Un sogno che si chiama Beatrice. Questo il personaggio cui Cristina D’Avena presta la voce in Over the garden wall, fiore all’occhiello di Cartoon Network nei giorni pasquali.
L’appuntamento è dal primo aprile alle 19.30 per cinque serate all’insegna del mistero e dell’avventura.
Inoltre il 5 aprile, giorno di Pasqua, arriva la versione integrale dalle 17.50 con tutti gli episodi e le ultime due puntate in onda alle 19.30, sempre su Cartoon Network.

La mini serie da 10 episodi, creata da Patrick McHale, narra la storia di due fratellini, Wirt e Greg (entrambi doppiati da Simone “Sio” Albrigi) che si perdono nella foresta dell’Ignoto, un luogo cupo e misterioso.
Con l’aiuto di Beatrice, un uccellino blu parlante, i due fratellini devono percorrere questo strano paesaggio cercando di trovare la strada che li condurrà a casa.
Wirt e Greg vivono questo viaggio in modi opposti: il primo si sente perso e dubbioso mentre Greg riesce a trovare bellezza e divertimento nel magico e misterioso mondo che li circonda.

Per entrare più intensamente nella magia di Over the garden wall abbiamo intervistato Cristina D’Avena.

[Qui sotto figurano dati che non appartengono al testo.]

use async_trait::async_trait;
use chrono::Utc;
use sqlx::SqlitePool;
use tracing::debug;

use super::StoreError;
use crate::models::{Course, CourseChanges, NewCourse, Page};

const COLUMNS: &str =
    "id, title, description, status, is_premium, created_at, updated_at, deleted_at";

#[async_trait]
pub trait CourseStore: Send + Sync {
    async fn paginate(&self, per_page: i64, page: i64) -> Result<Page<Course>, StoreError>;
    async fn find_by_id(&self, id: i64) -> Result<Option<Course>, StoreError>;
    async fn create(&self, input: NewCourse) -> Result<Course, StoreError>;
    async fn update(&self, course: &Course, changes: CourseChanges) -> Result<Course, StoreError>;
    async fn soft_delete(&self, course: &Course) -> Result<bool, StoreError>;
}

#[derive(Clone)]
pub struct SqliteCourseStore {
    db: SqlitePool,
}

impl SqliteCourseStore {
    pub fn new(db: SqlitePool) -> Self {
        Self { db }
    }

    /// Looks past the soft-delete filter. Not reachable over HTTP.
    pub async fn find_including_deleted(&self, id: i64) -> Result<Option<Course>, StoreError> {
        let query = format!("SELECT {COLUMNS} FROM courses WHERE id = ?");
        let course = sqlx::query_as::<_, Course>(&query)
            .bind(id)
            .fetch_optional(&self.db)
            .await?;
        Ok(course)
    }

    pub async fn count_including_deleted(&self) -> Result<i64, StoreError> {
        let count: i64 = sqlx::query_scalar("SELECT COUNT(*) FROM courses")
            .fetch_one(&self.db)
            .await?;
        Ok(count)
    }
}

#[async_trait]
impl CourseStore for SqliteCourseStore {
    async fn paginate(&self, per_page: i64, page: i64) -> Result<Page<Course>, StoreError> {
        let per_page = if per_page < 1 { Course::DEFAULT_PAGINATION_SIZE } else { per_page };
        let page = page.max(1);

        let total: i64 = sqlx::query_scalar("SELECT COUNT(*) FROM courses WHERE deleted_at IS NULL")
            .fetch_one(&self.db)
            .await?;

        let query = format!(
            "SELECT {COLUMNS} FROM courses WHERE deleted_at IS NULL ORDER BY id ASC LIMIT ? OFFSET ?"
        );
        let items = sqlx::query_as::<_, Course>(&query)
            .bind(per_page)
            .bind((page - 1).saturating_mul(per_page))
            .fetch_all(&self.db)
            .await?;

        debug!(page, per_page, total, returned = items.len(), "paginated courses");

        Ok(Page {
            items,
            total,
            per_page,
            current_page: page,
        })
    }

    async fn find_by_id(&self, id: i64) -> Result<Option<Course>, StoreError> {
        let query = format!("SELECT {COLUMNS} FROM courses WHERE id = ? AND deleted_at IS NULL");
        let course = sqlx::query_as::<_, Course>(&query)
            .bind(id)
            .fetch_optional(&self.db)
            .await?;
        Ok(course)
    }

    async fn create(&self, input: NewCourse) -> Result<Course, StoreError> {
        let now = Utc::now();
        let query = format!(
            "INSERT INTO courses (title, description, status, is_premium, created_at, updated_at)
             VALUES (?1, ?2, ?3, ?4, ?5, ?5)
             RETURNING {COLUMNS}"
        );
        let course = sqlx::query_as::<_, Course>(&query)
            .bind(&input.title)
            .bind(&input.description)
            .bind(input.status)
            .bind(input.is_premium)
            .bind(now)
            .fetch_one(&self.db)
            .await?;
        Ok(course)
    }

    async fn update(&self, course: &Course, changes: CourseChanges) -> Result<Course, StoreError> {
        if changes.is_empty() {
            return Ok(course.clone());
        }

        let mut current = course.clone();
        changes.apply_to(&mut current);
        current.updated_at = Utc::now();

        let query = format!(
            "UPDATE courses
             SET title = ?1,
                 description = ?2,
                 status = ?3,
                 is_premium = ?4,
                 updated_at = ?5
             WHERE id = ?6 AND deleted_at IS NULL
             RETURNING {COLUMNS}"
        );
        let updated = sqlx::query_as::<_, Course>(&query)
            .bind(&current.title)
            .bind(&current.description)
            .bind(current.status)
            .bind(current.is_premium)
            .bind(current.updated_at)
            .bind(current.id)
            .fetch_optional(&self.db)
            .await?
            .ok_or(sqlx::Error::RowNotFound)?;
        Ok(updated)
    }

    async fn soft_delete(&self, course: &Course) -> Result<bool, StoreError> {
        let now = Utc::now();
        let result = sqlx::query(
            r#"
            UPDATE courses
            SET deleted_at = ?1,
                updated_at = ?1
            WHERE id = ?2
            "#,
        )
        .bind(now)
        .bind(course.id)
        .execute(&self.db)
        .await?
        .rows_affected();

        Ok(result > 0)
    }
}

Felice per questa esperienza?
Non può immaginare, ho sempre sognato un'esperienza da doppiatrice ma per motivi di varia tipologia non è mai capitato.

Stavolta ce l’ha fatta.
E ribadisco che è stato bello quanto me lo immaginavo. Ripeterei domani l’esperienza.

Ci presenta Beatrice?
E’ un uccellino a volte simpatico altre un po' meno. Ma ha grande carattere.

Difetti?
Può sembrare egoista, ma c’è un motivo che non posso rivelare e che determinerà il cambiamento di Beatrice puntata dopo puntata.

In meglio, ci auguriamo.
Si addolcisce molto verso il finale ma per scoprire perché bisogna guardare la serie Over the garden wall.

Può affascinare anche i grandi?
Eccome! Ci sono tanti personaggi e situazioni, la storia è complicata e proprio per questo molto affascinante.

Tre elementi di fascino?
Il nero, il buio e un po' di paura. Elementi ipnotici universali.

C’è l’ambigua figura del taglialegna.
Lei vuole sapere troppo. Le dico solo che Beatrice non lo conosce bene ma di certo è una figura particolare. Come lo sono gli uomini ortaggio.

Cristina D’Avena cantante che fa?
Sta pensando, con il suo gruppo di lavoro, a una nuova uscita discografica.

Tempi? Idea?
Vorrei esser pronta per Natale. Le dico solo che stiamo leggendo tutte le mail dei fan.

Poi ci sono i concerti con i Gem Boy.
Quelli sono uno spettacolo. Le mie sigle riarrangiate da loro sono straordinarie.

Perché i cartoon affascinano sempre?
Fanno parte di noi, non hanno età, fanno gioire a tutte le età e ognuno ne ha una preferito: io credo che segni la personalità.